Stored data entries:
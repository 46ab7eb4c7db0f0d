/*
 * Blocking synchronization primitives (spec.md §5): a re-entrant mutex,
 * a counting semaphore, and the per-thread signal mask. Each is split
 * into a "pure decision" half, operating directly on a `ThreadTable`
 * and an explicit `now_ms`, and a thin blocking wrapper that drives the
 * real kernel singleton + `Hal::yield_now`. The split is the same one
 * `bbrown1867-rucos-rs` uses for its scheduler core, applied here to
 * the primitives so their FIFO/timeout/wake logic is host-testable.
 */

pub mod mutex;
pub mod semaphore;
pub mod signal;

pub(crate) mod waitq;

* * *

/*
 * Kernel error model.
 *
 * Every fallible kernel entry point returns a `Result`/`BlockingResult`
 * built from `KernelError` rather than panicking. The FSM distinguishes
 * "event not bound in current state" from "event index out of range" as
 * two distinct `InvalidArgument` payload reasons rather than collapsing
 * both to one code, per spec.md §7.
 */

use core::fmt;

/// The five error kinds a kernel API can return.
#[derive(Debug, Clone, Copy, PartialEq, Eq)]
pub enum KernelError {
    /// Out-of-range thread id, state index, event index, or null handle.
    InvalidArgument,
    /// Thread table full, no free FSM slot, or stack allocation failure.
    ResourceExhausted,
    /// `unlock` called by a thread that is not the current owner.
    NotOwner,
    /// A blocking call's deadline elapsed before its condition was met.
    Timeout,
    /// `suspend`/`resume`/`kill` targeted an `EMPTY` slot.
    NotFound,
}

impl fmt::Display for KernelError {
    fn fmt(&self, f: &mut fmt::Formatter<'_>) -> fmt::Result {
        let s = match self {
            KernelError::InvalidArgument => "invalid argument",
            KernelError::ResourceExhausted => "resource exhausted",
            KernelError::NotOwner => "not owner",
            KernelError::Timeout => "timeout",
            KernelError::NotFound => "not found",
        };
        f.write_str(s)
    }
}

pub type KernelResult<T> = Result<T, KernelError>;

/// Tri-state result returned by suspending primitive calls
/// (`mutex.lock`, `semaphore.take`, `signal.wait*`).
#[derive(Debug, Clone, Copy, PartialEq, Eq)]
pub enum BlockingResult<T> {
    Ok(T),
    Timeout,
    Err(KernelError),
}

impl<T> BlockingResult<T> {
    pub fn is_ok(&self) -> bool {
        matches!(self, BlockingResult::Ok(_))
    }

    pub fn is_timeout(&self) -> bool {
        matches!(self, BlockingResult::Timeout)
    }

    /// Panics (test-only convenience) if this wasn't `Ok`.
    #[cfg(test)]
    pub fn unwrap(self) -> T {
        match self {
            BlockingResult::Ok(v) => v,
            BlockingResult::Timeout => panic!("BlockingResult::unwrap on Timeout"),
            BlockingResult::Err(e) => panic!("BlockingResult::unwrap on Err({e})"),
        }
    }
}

• **Prompt**
Look above for the line with "Each is split" and the line with "the same one". Write out those two lines and all the lines between them, exactly, and no others.

• **Answer for this exercise**
 * a counting semaphore, and the per-thread signal mask. Each is split
 * into a "pure decision" half, operating directly on a `ThreadTable`
 * and an explicit `now_ms`, and a thin blocking wrapper that drives the
 * real kernel singleton + `Hal::yield_now`. The split is the same one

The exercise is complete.